Ele próprio tinha provas da correção desse ponto de vista. Muito jovem , aí pelos 13 ou 14 anos, como muitos adolescentes do seu tempo, foi dado a cometer poemas. Parnasianos, por força da insistente herança desse estilo de época. A descoberta, nas aulas do 7º Ano, das regras de colocação de pronomes foi para ele um deslumbramento e, como se dizia, uma mão na roda. Conhecendo a relação dos pronomes oblíquos com os outros termos da frase, ficou mais fácil enquadrar o pensamento na cadência da métrica.

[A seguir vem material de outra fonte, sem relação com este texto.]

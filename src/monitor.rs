use std::fmt;

use crate::backend::OutputEntry;
use crate::region::Rect;

/// One enumerated output, addressable by its flat `index`.
///
/// `adapter` and `output` are the backend's owned handles. They are
/// released when the descriptor is dropped, which happens when a new
/// enumeration replaces the list.
#[derive(Clone, Debug)]
pub struct MonitorDescriptor<A, O> {
    pub index: usize,
    pub adapter_index: u32,
    pub output_index: u32,
    pub desktop_rect: Rect,
    pub name: String,
    pub adapter: A,
    pub output: O,
}

impl<A, O> MonitorDescriptor<A, O> {
    pub fn width(&self) -> u32 {
        u32::try_from(self.desktop_rect.width()).unwrap_or(0)
    }

    pub fn height(&self) -> u32 {
        u32::try_from(self.desktop_rect.height()).unwrap_or(0)
    }

    /// Output-local rectangle covering the whole output.
    pub fn local_bounds(&self) -> Rect {
        self.desktop_rect.relative_to(self.desktop_rect.top_left())
    }
}

impl<A, O> fmt::Display for MonitorDescriptor<A, O> {
    fn fmt(&self, f: &mut fmt::Formatter<'_>) -> fmt::Result {
        write!(
            f,
            "#{} {} (adapter {}, output {}, {}x{} at {},{})",
            self.index,
            self.name,
            self.adapter_index,
            self.output_index,
            self.width(),
            self.height(),
            self.desktop_rect.left,
            self.desktop_rect.top
        )
    }
}

/// Flatten backend entries into descriptors numbered in enumeration order.
pub fn flatten_outputs<A, O>(entries: Vec<OutputEntry<A, O>>) -> Vec<MonitorDescriptor<A, O>> {
    entries
        .into_iter()
        .enumerate()
        .map(|(index, entry)| MonitorDescriptor {
            index,
            adapter_index: entry.adapter_index,
            output_index: entry.output_index,
            desktop_rect: entry.desktop_rect,
            name: entry.name,
            adapter: entry.adapter,
            output: entry.output,
        })
        .collect()
}
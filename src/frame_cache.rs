//! Double-buffered CPU copies of captured regions.
//!
//! The cache owns up to two images: `current`, the target of the next
//! copy, and `previous`, the last image handed to consumers. Images are
//! shared out as `Arc`s. A copy into `current` while a consumer still holds
//! it goes into a fresh (or recycled) buffer instead, so snapshots never
//! change underneath their holders.

use std::sync::Arc;

use tracing::debug;

use crate::backend::{GraphicsDevice, MappedRegion};
use crate::bitmap::BitmapImage;
use crate::error::{CaptureError, CaptureResult};
use crate::region::Rect;

/// Anything that can expose a rectangle of the current desktop image as
/// mapped CPU memory.
pub trait RegionReader {
    fn read_region(
        &mut self,
        rect: Rect,
        sink: &mut dyn FnMut(MappedRegion<'_>) -> CaptureResult<()>,
    ) -> CaptureResult<()>;
}

/// Reads regions of one acquired surface through its graphics device.
pub struct SurfaceReader<'a, G: GraphicsDevice> {
    pub device: &'a mut G,
    pub surface: &'a G::Surface,
}

impl<G: GraphicsDevice> RegionReader for SurfaceReader<'_, G> {
    fn read_region(
        &mut self,
        rect: Rect,
        sink: &mut dyn FnMut(MappedRegion<'_>) -> CaptureResult<()>,
    ) -> CaptureResult<()> {
        self.device.read_region(self.surface, rect, sink)
    }
}

#[derive(Debug, Default)]
pub struct FrameBufferCache {
    current: Option<Arc<BitmapImage>>,
    previous: Option<Arc<BitmapImage>>,
    /// An unshared buffer retired from `previous`, reused by the next copy.
    spare: Option<BitmapImage>,
    /// The rectangle `current` was copied from. `None` once a copy fails.
    current_source: Option<Rect>,
}

impl FrameBufferCache {
    pub fn new() -> Self {
        Self::default()
    }

    pub fn current(&self) -> Option<Arc<BitmapImage>> {
        self.current.clone()
    }

    pub fn previous(&self) -> Option<Arc<BitmapImage>> {
        self.previous.clone()
    }

    /// `current`, if it was fully copied from `rect`.
    pub fn current_from(&self, rect: Rect) -> Option<Arc<BitmapImage>> {
        match self.current_source {
            Some(source) if source == rect => self.current.clone(),
            _ => None,
        }
    }

    /// Copy `rect` into `current` and return it.
    pub fn capture_region(
        &mut self,
        reader: &mut dyn RegionReader,
        rect: Rect,
    ) -> CaptureResult<Arc<BitmapImage>> {
        let (mut target, stepped_away) = self.take_writable_current()?;
        self.current_source = None;
        let read = reader.read_region(rect, &mut |mapped| target.transcribe(mapped));
        match read {
            Ok(()) => {
                let image = Arc::new(target);
                self.current = Some(Arc::clone(&image));
                self.current_source = Some(rect);
                Ok(image)
            }
            Err(err) => {
                match stepped_away {
                    Some(shared) => {
                        self.current = Some(shared);
                        self.spare = Some(target);
                    }
                    None if target.size > 0 => self.current = Some(Arc::new(target)),
                    None => self.spare = Some(target),
                }
                Err(err)
            }
        }
    }

    /// Pull `current` out for writing. A shared image is left to its
    /// holders and returned alongside a buffer at least as large.
    fn take_writable_current(
        &mut self,
    ) -> CaptureResult<(BitmapImage, Option<Arc<BitmapImage>>)> {
        let Some(current) = self.current.take() else {
            return Ok((self.spare.take().unwrap_or_else(BitmapImage::new), None));
        };
        let shared = match Arc::try_unwrap(current) {
            Ok(unique) => return Ok((unique, None)),
            Err(shared) => shared,
        };

        let capacity = shared.allocated_len();
        if let Some(spare) = self.spare.take() {
            if spare.allocated_len() >= capacity {
                return Ok((spare, Some(shared)));
            }
        }
        debug!(capacity, "current image is shared, allocating a new buffer");
        match BitmapImage::with_capacity(capacity) {
            Ok(fresh) => Ok((fresh, Some(shared))),
            Err(err) => {
                self.current = Some(shared);
                Err(err)
            }
        }
    }

    /// The previous image. When none exists and `copy_if_absent` is set,
    /// a deep copy of `current` becomes the previous image.
    pub fn rotate_to_previous(
        &mut self,
        copy_if_absent: bool,
    ) -> CaptureResult<Option<Arc<BitmapImage>>> {
        if self.previous.is_none() && copy_if_absent {
            if let Some(current) = self.current.as_ref() {
                self.previous = Some(Arc::new(current.deep_copy()?));
            }
        }
        Ok(self.previous.clone())
    }

    /// Make `current` the previous image. `current` stays readable until
    /// the next copy, which writes into a separate buffer.
    pub fn retire_current(&mut self) {
        let Some(current) = self.current.as_ref() else {
            return;
        };
        let replaced = self.previous.replace(Arc::clone(current));
        if let Some(old) = replaced.and_then(|old| Arc::try_unwrap(old).ok()) {
            self.spare = Some(old);
        }
    }

    pub fn reset(&mut self) {
        self.current = None;
        self.previous = None;
        self.spare = None;
        self.current_source = None;
    }
}
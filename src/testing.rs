//! Scriptable in-memory backend used by the unit tests.

use std::collections::VecDeque;
use std::sync::atomic::{AtomicUsize, Ordering};
use std::sync::{Arc, Mutex, MutexGuard};

use crate::backend::{
    CaptureBackend, DuplicationOutput, GraphicsDevice, MappedRegion, OutputEntry,
    PointerShapeInfo, RawAcquire, Rotation,
};
use crate::device::{DeviceCreationParams, RemovedReason};
use crate::error::{CaptureError, CaptureResult};
use crate::frame::FrameInfo;
use crate::region::{MoveRect, Point, Rect, DIRTY_RECT_BYTES, MOVE_RECT_BYTES};

/// Extra bytes appended to every mapped row so readers must honour the
/// pitch.
pub(crate) const MOCK_ROW_PADDING: u32 = 16;

#[derive(Debug)]
pub(crate) struct MockSurface {
    pub(crate) width: u32,
    pub(crate) height: u32,
    /// Tightly packed BGRA rows.
    pub(crate) pixels: Vec<u8>,
}

#[derive(Clone, Copy, Debug)]
pub(crate) enum MockFailure {
    AccessLost,
    DeviceRemoved(RemovedReason),
    Platform,
}

impl MockFailure {
    fn raise(self, shared: &mut MockShared) -> CaptureError {
        match self {
            Self::AccessLost => CaptureError::AccessLost,
            Self::DeviceRemoved(reason) => {
                shared.removed_reason = reason;
                CaptureError::Platform(anyhow::anyhow!("device hung"))
            }
            Self::Platform => CaptureError::Platform(anyhow::anyhow!("scripted failure")),
        }
    }
}

#[derive(Clone, Debug)]
pub(crate) struct MockFrame {
    surface: Arc<MockSurface>,
    moves: Vec<MoveRect>,
    dirty: Vec<Rect>,
    pointer: Option<(Point, Vec<u8>)>,
    metadata_failure: Option<MockFailure>,
    pointer_shape_fails: bool,
}

impl MockFrame {
    pub(crate) fn solid(width: u32, height: u32, value: u8) -> Self {
        Self::from_fn(width, height, |_, _| [value; 4])
    }

    /// Every pixel encodes its own coordinates: `[x, y, seed, 0xFF]`.
    pub(crate) fn patterned(width: u32, height: u32, seed: u8) -> Self {
        Self::from_fn(width, height, |x, y| [x as u8, y as u8, seed, 0xFF])
    }

    fn from_fn(width: u32, height: u32, pixel: impl Fn(u32, u32) -> [u8; 4]) -> Self {
        let mut pixels = Vec::with_capacity((width * height * 4) as usize);
        for y in 0..height {
            for x in 0..width {
                pixels.extend_from_slice(&pixel(x, y));
            }
        }
        Self {
            surface: Arc::new(MockSurface {
                width,
                height,
                pixels,
            }),
            moves: Vec::new(),
            dirty: Vec::new(),
            pointer: None,
            metadata_failure: None,
            pointer_shape_fails: false,
        }
    }

    pub(crate) fn with_moves(mut self, moves: Vec<MoveRect>) -> Self {
        self.moves = moves;
        self
    }

    pub(crate) fn with_dirty(mut self, dirty: Vec<Rect>) -> Self {
        self.dirty = dirty;
        self
    }

    pub(crate) fn with_pointer(mut self, position: Point, shape: Vec<u8>) -> Self {
        self.pointer = Some((position, shape));
        self
    }

    pub(crate) fn failing_metadata(mut self, failure: MockFailure) -> Self {
        self.metadata_failure = Some(failure);
        self
    }

    pub(crate) fn failing_pointer_shape(mut self) -> Self {
        self.pointer_shape_fails = true;
        self
    }

    fn info(&self, sequence: i64) -> FrameInfo {
        let metadata = self.moves.len() * MOVE_RECT_BYTES + self.dirty.len() * DIRTY_RECT_BYTES;
        let mut info = FrameInfo {
            last_present_time: sequence,
            accumulated_frames: 1,
            total_metadata_size: metadata as u32,
            ..FrameInfo::default()
        };
        if let Some((position, shape)) = &self.pointer {
            info.last_mouse_update_time = sequence;
            info.pointer_position = *position;
            info.pointer_visible = true;
            info.pointer_shape_buffer_size = shape.len() as u32;
        }
        info
    }
}

#[derive(Clone, Debug)]
pub(crate) enum MockStep {
    Frame(MockFrame),
    /// A frame that carries no desktop surface.
    EmptyFrame,
    Timeout,
    Fail(MockFailure),
}

#[derive(Clone, Debug, Default)]
pub(crate) struct MockCounters {
    pub(crate) enumerations: usize,
    pub(crate) device_creations: usize,
    pub(crate) duplications: usize,
    pub(crate) releases: usize,
    pub(crate) region_reads: usize,
    pub(crate) move_budgets: Vec<u32>,
    pub(crate) dirty_budgets: Vec<u32>,
}

struct MockShared {
    outputs: Vec<Rect>,
    next_outputs: Option<Vec<Rect>>,
    rotation: Rotation,
    script: VecDeque<MockStep>,
    removed_reason: RemovedReason,
    fail_device_creation: bool,
    fail_duplication: bool,
    held: Option<MockFrame>,
    holding: bool,
    counters: MockCounters,
}

#[derive(Clone)]
pub(crate) struct MockBackend {
    shared: Arc<Mutex<MockShared>>,
    live_handles: Arc<AtomicUsize>,
    live_devices: Arc<AtomicUsize>,
    live_duplications: Arc<AtomicUsize>,
}

impl MockBackend {
    pub(crate) fn with_outputs(outputs: Vec<Rect>) -> Self {
        Self {
            shared: Arc::new(Mutex::new(MockShared {
                outputs,
                next_outputs: None,
                rotation: Rotation::Identity,
                script: VecDeque::new(),
                removed_reason: RemovedReason::None,
                fail_device_creation: false,
                fail_duplication: false,
                held: None,
                holding: false,
                counters: MockCounters::default(),
            })),
            live_handles: Arc::new(AtomicUsize::new(0)),
            live_devices: Arc::new(AtomicUsize::new(0)),
            live_duplications: Arc::new(AtomicUsize::new(0)),
        }
    }

    pub(crate) fn single_output(width: i32, height: i32) -> Self {
        Self::with_outputs(vec![Rect::new(0, 0, width, height)])
    }

    fn lock(&self) -> MutexGuard<'_, MockShared> {
        self.shared.lock().expect("mock backend state poisoned")
    }

    pub(crate) fn script(&self, steps: impl IntoIterator<Item = MockStep>) {
        self.lock().script.extend(steps);
    }

    pub(crate) fn set_rotation(&self, rotation: Rotation) {
        self.lock().rotation = rotation;
    }

    pub(crate) fn fail_device_creation(&self, fail: bool) {
        self.lock().fail_device_creation = fail;
    }

    pub(crate) fn fail_duplication(&self, fail: bool) {
        self.lock().fail_duplication = fail;
    }

    /// The next enumeration reports `outputs` instead of the current set.
    pub(crate) fn replace_outputs_on_next_enumeration(&self, outputs: Vec<Rect>) {
        self.lock().next_outputs = Some(outputs);
    }

    pub(crate) fn counters(&self) -> MockCounters {
        self.lock().counters.clone()
    }

    pub(crate) fn live_handles(&self) -> usize {
        self.live_handles.load(Ordering::SeqCst)
    }

    pub(crate) fn live_devices(&self) -> usize {
        self.live_devices.load(Ordering::SeqCst)
    }

    pub(crate) fn live_duplications(&self) -> usize {
        self.live_duplications.load(Ordering::SeqCst)
    }

    /// A duplication that is not tied to any device, for source-level
    /// tests.
    pub(crate) fn duplication(&self) -> CaptureResult<MockDuplication> {
        let rotation = self.lock().rotation;
        Ok(MockDuplication::new(self, rotation))
    }
}

pub(crate) struct MockHandle {
    live: Arc<AtomicUsize>,
}

impl MockHandle {
    fn new(live: &Arc<AtomicUsize>) -> Self {
        live.fetch_add(1, Ordering::SeqCst);
        Self {
            live: Arc::clone(live),
        }
    }
}

impl Clone for MockHandle {
    fn clone(&self) -> Self {
        Self::new(&self.live)
    }
}

impl Drop for MockHandle {
    fn drop(&mut self) {
        self.live.fetch_sub(1, Ordering::SeqCst);
    }
}

pub(crate) struct MockDevice {
    shared: Arc<Mutex<MockShared>>,
    _live: MockHandle,
}

impl GraphicsDevice for MockDevice {
    type Surface = Arc<MockSurface>;

    fn read_region(
        &mut self,
        surface: &Self::Surface,
        rect: Rect,
        sink: &mut dyn FnMut(MappedRegion<'_>) -> CaptureResult<()>,
    ) -> CaptureResult<()> {
        let bounds = Rect::new(0, 0, surface.width as i32, surface.height as i32);
        if !bounds.contains_rect(&rect) {
            return Err(CaptureError::InvalidConfig(format!(
                "{rect:?} is outside the {bounds:?} surface"
            )));
        }
        self.shared
            .lock()
            .expect("mock backend state poisoned")
            .counters
            .region_reads += 1;

        let (width, height) = rect.extent()?;
        let row_bytes = width * 4;
        let row_pitch = row_bytes + MOCK_ROW_PADDING;
        let mut staging = vec![0xEE; (row_pitch * height) as usize];
        for row in 0..height {
            let src_y = rect.top as u32 + row;
            let src = ((src_y * surface.width + rect.left as u32) * 4) as usize;
            let dst = (row * row_pitch) as usize;
            staging[dst..dst + row_bytes as usize]
                .copy_from_slice(&surface.pixels[src..src + row_bytes as usize]);
        }
        sink(MappedRegion {
            data: &staging,
            row_pitch,
            width,
            height,
        })
    }

    fn removed_reason(&self) -> RemovedReason {
        self.shared
            .lock()
            .expect("mock backend state poisoned")
            .removed_reason
    }
}

pub(crate) struct MockDuplication {
    shared: Arc<Mutex<MockShared>>,
    rotation: Rotation,
    sequence: i64,
    _live: MockHandle,
}

impl MockDuplication {
    fn new(backend: &MockBackend, rotation: Rotation) -> Self {
        Self {
            shared: Arc::clone(&backend.shared),
            rotation,
            sequence: 0,
            _live: MockHandle::new(&backend.live_duplications),
        }
    }

    fn lock(&self) -> MutexGuard<'_, MockShared> {
        self.shared.lock().expect("mock backend state poisoned")
    }
}

impl DuplicationOutput for MockDuplication {
    type Surface = Arc<MockSurface>;

    fn rotation(&self) -> Rotation {
        self.rotation
    }

    fn acquire_next_frame(&mut self, _timeout_ms: u32) -> CaptureResult<RawAcquire<Self::Surface>> {
        let mut shared = self.shared.lock().expect("mock backend state poisoned");
        if shared.holding {
            return Err(CaptureError::InvalidState("previous frame was not released"));
        }
        match shared.script.pop_front() {
            None | Some(MockStep::Timeout) => Ok(RawAcquire::TimedOut),
            Some(MockStep::EmptyFrame) => {
                shared.holding = true;
                Ok(RawAcquire::Acquired {
                    surface: None,
                    info: FrameInfo::default(),
                })
            }
            Some(MockStep::Frame(frame)) => {
                self.sequence += 1;
                let info = frame.info(self.sequence);
                let surface = Arc::clone(&frame.surface);
                shared.holding = true;
                shared.held = Some(frame);
                Ok(RawAcquire::Acquired {
                    surface: Some(surface),
                    info,
                })
            }
            Some(MockStep::Fail(failure)) => Err(failure.raise(&mut shared)),
        }
    }

    fn frame_move_rects(
        &mut self,
        budget_bytes: u32,
        out: &mut Vec<MoveRect>,
    ) -> CaptureResult<()> {
        let mut shared = self.lock();
        shared.counters.move_budgets.push(budget_bytes);
        let Some(frame) = shared.held.clone() else {
            return Err(CaptureError::NoFrame);
        };
        if let Some(failure) = frame.metadata_failure {
            return Err(failure.raise(&mut shared));
        }
        if (budget_bytes as usize) < frame.moves.len() * MOVE_RECT_BYTES {
            return Err(CaptureError::BufferOverflow);
        }
        out.clear();
        out.extend_from_slice(&frame.moves);
        Ok(())
    }

    fn frame_dirty_rects(&mut self, budget_bytes: u32, out: &mut Vec<Rect>) -> CaptureResult<()> {
        let mut shared = self.lock();
        shared.counters.dirty_budgets.push(budget_bytes);
        let Some(frame) = shared.held.as_ref() else {
            return Err(CaptureError::NoFrame);
        };
        if (budget_bytes as usize) < frame.dirty.len() * DIRTY_RECT_BYTES {
            return Err(CaptureError::BufferOverflow);
        }
        out.clear();
        out.extend_from_slice(&frame.dirty);
        Ok(())
    }

    fn frame_pointer_shape(&mut self, out: &mut [u8]) -> CaptureResult<PointerShapeInfo> {
        let shared = self.lock();
        let Some((_, shape)) = shared.held.as_ref().and_then(|frame| {
            (!frame.pointer_shape_fails)
                .then_some(frame.pointer.as_ref())
                .flatten()
        }) else {
            return Err(CaptureError::Platform(anyhow::anyhow!("no pointer shape")));
        };
        if out.len() < shape.len() {
            return Err(CaptureError::BufferOverflow);
        }
        out[..shape.len()].copy_from_slice(shape);
        Ok(PointerShapeInfo {
            shape_type: 2,
            width: 4,
            height: (shape.len() / 16) as u32,
            pitch: 16,
            hotspot: Point::default(),
        })
    }

    fn release_frame(&mut self) -> CaptureResult<()> {
        let mut shared = self.lock();
        if !shared.holding {
            return Err(CaptureError::InvalidState("no frame to release"));
        }
        shared.holding = false;
        shared.held = None;
        shared.counters.releases += 1;
        Ok(())
    }

    fn removed_reason(&self) -> RemovedReason {
        self.lock().removed_reason
    }
}

impl CaptureBackend for MockBackend {
    type Adapter = MockHandle;
    type Output = MockHandle;
    type Device = MockDevice;
    type Duplication = MockDuplication;

    fn enumerate_outputs(&self) -> CaptureResult<Vec<OutputEntry<MockHandle, MockHandle>>> {
        let mut shared = self.lock();
        shared.counters.enumerations += 1;
        if let Some(next) = shared.next_outputs.take() {
            shared.outputs = next;
        }
        Ok(shared
            .outputs
            .iter()
            .enumerate()
            .map(|(index, rect)| OutputEntry {
                adapter_index: 0,
                output_index: index as u32,
                desktop_rect: *rect,
                name: format!(r"\\.\DISPLAY{}", index + 1),
                adapter: MockHandle::new(&self.live_handles),
                output: MockHandle::new(&self.live_handles),
            })
            .collect())
    }

    fn create_device(
        &self,
        _adapter: &MockHandle,
        _params: &DeviceCreationParams,
    ) -> CaptureResult<MockDevice> {
        let mut shared = self.lock();
        shared.counters.device_creations += 1;
        if shared.fail_device_creation {
            return Err(CaptureError::Platform(anyhow::anyhow!(
                "no driver accepted the device request"
            )));
        }
        shared.removed_reason = RemovedReason::None;
        Ok(MockDevice {
            shared: Arc::clone(&self.shared),
            _live: MockHandle::new(&self.live_devices),
        })
    }

    fn duplicate_output(
        &self,
        _device: &MockDevice,
        _output: &MockHandle,
    ) -> CaptureResult<MockDuplication> {
        let (fail, rotation) = {
            let mut shared = self.lock();
            shared.counters.duplications += 1;
            (shared.fail_duplication, shared.rotation)
        };
        if fail {
            return Err(CaptureError::AccessLost);
        }
        Ok(MockDuplication::new(self, rotation))
    }
}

Mas o amigo português não sabia que, no Brasil, a má compreensão de algumas teorias rigorosas e bem fundamentadas, na pedagogia, na sociologia e na ciência política, desembocou em populismos rasteiros, repassados aos alunos.
O ex-presidente Temer foi o último falante brasileiro a utilizar corriqueiramente a mesóclise. Sua simpatia linguística poderia alcançá-lo, não fosse a pequenez ética das deslealdades de Temer e sua defesa anacrônica de um Estado patrimonialista. Decididamente, a mesóclise não os aproximava.